• [Problem requirements]:
Whenever a line in the data contains "HashMap", show that line.

• [Available data]:
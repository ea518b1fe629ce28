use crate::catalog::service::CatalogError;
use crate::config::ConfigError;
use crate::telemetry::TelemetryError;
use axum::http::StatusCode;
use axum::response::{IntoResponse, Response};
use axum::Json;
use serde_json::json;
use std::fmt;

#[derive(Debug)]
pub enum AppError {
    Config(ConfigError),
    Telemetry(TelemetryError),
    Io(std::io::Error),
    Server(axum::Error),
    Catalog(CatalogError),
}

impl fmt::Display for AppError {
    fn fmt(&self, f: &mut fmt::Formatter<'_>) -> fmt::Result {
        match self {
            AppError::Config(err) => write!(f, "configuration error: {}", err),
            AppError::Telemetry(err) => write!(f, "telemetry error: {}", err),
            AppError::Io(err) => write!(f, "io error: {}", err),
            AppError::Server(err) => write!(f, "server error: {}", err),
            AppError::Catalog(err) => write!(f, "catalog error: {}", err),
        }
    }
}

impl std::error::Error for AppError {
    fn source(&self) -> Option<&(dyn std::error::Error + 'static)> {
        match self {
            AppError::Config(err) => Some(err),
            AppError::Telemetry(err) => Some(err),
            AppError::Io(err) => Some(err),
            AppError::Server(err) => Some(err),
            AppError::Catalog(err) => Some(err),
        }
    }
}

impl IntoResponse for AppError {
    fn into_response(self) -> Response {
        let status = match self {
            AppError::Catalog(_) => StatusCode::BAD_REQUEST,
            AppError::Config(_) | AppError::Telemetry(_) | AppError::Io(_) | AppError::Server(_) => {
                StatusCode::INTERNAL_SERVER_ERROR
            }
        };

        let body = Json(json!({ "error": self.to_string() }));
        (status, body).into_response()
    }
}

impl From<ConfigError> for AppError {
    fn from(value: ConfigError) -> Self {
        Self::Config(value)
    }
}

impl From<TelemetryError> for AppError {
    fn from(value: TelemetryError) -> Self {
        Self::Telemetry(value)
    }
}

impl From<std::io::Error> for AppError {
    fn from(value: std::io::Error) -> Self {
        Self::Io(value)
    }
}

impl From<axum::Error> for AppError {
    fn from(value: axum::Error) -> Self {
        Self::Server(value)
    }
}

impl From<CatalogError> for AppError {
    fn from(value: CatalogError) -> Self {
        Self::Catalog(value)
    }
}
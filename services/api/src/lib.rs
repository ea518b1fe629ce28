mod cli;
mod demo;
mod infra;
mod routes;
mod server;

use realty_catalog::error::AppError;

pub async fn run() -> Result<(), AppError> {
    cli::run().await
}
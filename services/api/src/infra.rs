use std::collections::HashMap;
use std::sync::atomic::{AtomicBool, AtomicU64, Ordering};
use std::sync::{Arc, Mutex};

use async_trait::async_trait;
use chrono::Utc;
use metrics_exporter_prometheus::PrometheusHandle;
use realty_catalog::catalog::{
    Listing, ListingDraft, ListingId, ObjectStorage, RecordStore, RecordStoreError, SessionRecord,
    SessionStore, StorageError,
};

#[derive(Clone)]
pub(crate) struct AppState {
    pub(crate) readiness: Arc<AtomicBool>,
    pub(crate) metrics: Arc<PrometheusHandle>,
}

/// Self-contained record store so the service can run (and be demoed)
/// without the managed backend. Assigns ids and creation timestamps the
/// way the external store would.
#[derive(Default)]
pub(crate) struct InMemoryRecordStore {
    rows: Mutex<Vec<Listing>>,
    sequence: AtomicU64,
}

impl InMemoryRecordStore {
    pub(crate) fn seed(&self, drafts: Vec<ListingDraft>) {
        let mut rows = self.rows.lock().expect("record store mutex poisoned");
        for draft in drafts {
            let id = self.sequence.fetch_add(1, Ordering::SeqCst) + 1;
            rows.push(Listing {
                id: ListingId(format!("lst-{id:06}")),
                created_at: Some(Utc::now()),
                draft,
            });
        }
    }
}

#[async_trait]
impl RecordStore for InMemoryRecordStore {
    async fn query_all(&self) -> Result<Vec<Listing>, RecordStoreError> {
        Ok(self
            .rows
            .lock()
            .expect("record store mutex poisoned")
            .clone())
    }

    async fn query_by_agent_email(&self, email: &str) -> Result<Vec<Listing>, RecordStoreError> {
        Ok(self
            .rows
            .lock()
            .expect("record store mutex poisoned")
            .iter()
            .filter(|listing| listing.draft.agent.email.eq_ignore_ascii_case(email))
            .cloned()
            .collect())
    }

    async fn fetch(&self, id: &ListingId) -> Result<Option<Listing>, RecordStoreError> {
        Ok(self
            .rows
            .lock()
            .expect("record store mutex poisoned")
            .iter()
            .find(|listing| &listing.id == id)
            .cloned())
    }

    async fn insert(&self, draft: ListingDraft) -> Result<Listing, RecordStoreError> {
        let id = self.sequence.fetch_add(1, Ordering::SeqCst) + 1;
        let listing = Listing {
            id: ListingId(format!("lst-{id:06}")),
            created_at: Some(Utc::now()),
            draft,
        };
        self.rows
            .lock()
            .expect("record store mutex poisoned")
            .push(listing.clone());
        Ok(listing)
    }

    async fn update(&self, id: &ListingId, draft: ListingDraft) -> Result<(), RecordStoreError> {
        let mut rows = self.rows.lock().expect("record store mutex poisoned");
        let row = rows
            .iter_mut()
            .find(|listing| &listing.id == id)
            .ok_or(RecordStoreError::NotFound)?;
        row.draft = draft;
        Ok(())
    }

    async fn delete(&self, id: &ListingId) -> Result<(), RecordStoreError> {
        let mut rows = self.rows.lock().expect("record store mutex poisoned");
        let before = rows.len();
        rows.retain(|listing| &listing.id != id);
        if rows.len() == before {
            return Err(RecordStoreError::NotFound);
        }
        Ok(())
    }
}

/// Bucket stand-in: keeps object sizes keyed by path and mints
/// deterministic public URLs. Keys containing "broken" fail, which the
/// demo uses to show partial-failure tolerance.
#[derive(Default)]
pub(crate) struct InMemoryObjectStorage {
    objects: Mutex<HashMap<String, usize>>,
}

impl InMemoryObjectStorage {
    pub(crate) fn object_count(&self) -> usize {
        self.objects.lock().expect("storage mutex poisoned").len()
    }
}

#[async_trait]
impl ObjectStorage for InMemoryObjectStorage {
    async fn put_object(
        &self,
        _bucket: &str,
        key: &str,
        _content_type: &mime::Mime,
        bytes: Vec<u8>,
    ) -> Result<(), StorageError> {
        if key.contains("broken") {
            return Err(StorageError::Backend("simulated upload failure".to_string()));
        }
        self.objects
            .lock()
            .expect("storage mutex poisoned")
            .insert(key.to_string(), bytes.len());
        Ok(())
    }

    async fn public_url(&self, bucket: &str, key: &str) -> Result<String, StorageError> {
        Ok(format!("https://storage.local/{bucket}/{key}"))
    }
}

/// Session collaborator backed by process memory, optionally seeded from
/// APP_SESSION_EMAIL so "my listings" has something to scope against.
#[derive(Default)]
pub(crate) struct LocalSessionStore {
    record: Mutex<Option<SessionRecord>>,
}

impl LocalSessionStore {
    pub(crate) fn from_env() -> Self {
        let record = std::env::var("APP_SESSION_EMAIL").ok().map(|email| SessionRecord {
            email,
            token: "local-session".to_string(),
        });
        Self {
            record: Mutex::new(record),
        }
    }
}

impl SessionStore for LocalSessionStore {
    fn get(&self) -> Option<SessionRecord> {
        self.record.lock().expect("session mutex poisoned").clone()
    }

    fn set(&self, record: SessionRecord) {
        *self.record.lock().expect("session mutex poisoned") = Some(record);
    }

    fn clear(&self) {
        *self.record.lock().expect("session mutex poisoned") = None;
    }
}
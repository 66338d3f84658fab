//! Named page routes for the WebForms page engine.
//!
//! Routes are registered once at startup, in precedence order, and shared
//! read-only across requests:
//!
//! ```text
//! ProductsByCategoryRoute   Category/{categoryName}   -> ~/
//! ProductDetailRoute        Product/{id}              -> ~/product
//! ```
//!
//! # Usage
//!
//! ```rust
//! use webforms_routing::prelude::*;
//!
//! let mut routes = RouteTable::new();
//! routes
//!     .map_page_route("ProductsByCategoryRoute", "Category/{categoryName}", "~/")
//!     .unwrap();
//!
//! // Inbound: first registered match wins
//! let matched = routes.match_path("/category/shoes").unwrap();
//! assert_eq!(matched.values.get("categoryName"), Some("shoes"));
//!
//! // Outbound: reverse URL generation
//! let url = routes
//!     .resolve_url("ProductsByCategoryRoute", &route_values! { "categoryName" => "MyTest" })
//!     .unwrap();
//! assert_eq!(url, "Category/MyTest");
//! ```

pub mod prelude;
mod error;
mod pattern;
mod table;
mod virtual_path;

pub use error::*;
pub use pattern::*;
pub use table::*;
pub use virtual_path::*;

• [Solution to this problem]:
use std::collections::HashMap;
    objects: Mutex<HashMap<String, usize>>,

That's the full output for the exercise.